Problem requirements: Stop after the line containing "fallback) → title and": print each line exactly from the first line of the listing up to that point.
(Records for this exercise)
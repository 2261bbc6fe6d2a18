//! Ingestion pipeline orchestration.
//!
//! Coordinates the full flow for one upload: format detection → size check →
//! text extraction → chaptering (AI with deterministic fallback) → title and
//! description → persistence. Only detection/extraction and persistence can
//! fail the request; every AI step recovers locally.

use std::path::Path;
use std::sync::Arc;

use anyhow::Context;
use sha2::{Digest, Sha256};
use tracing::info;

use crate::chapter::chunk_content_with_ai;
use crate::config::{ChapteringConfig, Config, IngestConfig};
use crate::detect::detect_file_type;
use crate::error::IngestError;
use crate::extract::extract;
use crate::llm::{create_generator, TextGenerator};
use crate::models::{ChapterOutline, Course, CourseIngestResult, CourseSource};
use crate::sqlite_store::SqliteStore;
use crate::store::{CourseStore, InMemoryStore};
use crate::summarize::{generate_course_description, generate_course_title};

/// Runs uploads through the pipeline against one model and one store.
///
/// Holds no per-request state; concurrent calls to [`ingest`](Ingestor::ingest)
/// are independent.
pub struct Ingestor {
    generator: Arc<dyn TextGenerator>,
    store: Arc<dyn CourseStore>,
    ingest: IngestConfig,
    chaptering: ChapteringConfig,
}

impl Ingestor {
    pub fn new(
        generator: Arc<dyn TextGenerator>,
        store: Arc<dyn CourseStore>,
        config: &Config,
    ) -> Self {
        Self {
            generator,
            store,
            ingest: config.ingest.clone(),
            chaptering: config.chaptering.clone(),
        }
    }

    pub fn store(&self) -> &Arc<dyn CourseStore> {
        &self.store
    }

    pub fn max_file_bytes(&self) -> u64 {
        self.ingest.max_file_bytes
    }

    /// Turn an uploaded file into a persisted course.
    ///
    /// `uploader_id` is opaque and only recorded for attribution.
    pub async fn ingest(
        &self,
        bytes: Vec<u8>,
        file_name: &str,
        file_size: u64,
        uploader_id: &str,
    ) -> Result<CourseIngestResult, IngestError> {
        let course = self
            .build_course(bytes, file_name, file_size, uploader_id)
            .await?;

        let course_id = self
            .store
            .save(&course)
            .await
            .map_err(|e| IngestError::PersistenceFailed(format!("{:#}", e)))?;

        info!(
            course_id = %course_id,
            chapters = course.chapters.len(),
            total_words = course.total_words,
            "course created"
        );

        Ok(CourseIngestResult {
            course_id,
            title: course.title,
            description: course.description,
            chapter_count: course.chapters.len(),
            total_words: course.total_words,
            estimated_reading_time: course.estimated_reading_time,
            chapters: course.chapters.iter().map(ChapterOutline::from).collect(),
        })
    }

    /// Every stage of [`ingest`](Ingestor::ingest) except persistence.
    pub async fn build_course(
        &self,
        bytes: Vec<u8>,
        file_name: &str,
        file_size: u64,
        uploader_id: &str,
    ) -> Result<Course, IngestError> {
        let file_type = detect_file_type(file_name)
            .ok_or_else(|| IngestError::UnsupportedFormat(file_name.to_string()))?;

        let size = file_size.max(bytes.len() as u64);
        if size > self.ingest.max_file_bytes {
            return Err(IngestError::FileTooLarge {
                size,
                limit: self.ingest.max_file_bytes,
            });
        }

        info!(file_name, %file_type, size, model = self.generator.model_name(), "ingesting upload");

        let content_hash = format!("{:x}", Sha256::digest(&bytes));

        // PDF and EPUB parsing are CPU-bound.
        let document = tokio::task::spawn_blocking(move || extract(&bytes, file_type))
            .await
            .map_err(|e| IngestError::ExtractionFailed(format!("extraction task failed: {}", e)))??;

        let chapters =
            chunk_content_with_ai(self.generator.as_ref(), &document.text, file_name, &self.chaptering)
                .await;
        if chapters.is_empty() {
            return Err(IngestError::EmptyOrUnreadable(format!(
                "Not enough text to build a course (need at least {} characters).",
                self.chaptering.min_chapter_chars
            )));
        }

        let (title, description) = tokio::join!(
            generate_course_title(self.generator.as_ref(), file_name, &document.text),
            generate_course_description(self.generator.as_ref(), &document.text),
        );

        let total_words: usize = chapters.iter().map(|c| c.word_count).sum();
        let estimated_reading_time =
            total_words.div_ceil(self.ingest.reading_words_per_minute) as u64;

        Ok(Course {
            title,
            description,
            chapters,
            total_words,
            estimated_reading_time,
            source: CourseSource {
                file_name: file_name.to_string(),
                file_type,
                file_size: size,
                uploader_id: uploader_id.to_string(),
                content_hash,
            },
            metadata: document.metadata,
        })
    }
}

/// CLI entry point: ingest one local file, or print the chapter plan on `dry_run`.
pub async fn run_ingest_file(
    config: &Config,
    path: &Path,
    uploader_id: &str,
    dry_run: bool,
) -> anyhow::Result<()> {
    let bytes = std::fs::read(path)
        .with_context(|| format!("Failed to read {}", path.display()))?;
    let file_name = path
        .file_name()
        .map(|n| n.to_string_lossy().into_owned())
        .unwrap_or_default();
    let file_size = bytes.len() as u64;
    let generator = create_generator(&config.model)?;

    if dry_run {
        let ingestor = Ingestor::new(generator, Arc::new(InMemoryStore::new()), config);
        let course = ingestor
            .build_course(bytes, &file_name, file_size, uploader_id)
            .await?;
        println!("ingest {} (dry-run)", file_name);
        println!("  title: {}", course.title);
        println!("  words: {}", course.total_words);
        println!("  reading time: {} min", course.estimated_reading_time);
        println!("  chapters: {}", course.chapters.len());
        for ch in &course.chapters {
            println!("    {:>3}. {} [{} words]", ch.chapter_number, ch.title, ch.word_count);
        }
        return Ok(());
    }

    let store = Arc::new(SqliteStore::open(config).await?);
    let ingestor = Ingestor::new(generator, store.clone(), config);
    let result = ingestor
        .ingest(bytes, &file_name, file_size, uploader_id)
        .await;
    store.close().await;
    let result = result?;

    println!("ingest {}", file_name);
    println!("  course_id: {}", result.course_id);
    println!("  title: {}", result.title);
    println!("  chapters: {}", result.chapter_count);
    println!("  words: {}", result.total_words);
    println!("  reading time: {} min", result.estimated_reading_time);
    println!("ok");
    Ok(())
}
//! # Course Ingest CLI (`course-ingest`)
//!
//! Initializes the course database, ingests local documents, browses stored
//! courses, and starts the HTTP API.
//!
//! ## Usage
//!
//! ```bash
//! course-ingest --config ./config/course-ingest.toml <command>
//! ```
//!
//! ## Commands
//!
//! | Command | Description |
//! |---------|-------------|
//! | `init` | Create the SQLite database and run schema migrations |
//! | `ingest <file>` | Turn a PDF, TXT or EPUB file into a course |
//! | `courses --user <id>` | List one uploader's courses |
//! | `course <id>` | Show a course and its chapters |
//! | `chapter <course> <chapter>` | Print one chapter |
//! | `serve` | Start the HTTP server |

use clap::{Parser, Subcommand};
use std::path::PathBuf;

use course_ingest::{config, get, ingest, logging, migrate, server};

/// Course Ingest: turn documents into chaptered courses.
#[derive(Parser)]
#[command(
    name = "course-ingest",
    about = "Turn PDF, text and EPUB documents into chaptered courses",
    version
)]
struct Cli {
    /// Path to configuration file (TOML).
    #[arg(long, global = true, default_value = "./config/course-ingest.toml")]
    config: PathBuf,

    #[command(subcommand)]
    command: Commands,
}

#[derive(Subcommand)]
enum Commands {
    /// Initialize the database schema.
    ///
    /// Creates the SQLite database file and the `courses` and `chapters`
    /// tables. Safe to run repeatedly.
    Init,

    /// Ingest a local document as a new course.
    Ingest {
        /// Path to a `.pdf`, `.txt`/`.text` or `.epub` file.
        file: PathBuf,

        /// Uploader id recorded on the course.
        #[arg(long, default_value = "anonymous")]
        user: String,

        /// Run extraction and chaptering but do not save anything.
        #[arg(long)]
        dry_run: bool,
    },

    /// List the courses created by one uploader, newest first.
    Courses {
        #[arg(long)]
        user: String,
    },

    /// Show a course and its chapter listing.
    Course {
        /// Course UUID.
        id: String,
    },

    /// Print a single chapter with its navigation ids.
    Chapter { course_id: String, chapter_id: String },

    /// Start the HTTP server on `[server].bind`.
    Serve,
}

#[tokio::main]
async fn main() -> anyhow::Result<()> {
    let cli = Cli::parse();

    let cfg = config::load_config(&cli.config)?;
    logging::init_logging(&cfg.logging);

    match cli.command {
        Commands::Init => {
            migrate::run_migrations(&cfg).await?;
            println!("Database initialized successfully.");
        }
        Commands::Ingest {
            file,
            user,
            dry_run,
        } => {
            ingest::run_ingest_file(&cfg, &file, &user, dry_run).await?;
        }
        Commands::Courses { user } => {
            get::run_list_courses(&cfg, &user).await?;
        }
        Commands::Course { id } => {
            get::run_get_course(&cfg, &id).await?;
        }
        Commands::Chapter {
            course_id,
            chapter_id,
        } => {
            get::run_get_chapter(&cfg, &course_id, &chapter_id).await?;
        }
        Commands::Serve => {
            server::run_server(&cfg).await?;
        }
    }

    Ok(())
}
(End Records for this exercise)
Answer box:
repository 2261bbc6fe6d2a18
//! Ingestion pipeline orchestration.
//!
//! Coordinates the full flow for one upload: format detection → size check →
//! text extraction → chaptering (AI with deterministic fallback) → title and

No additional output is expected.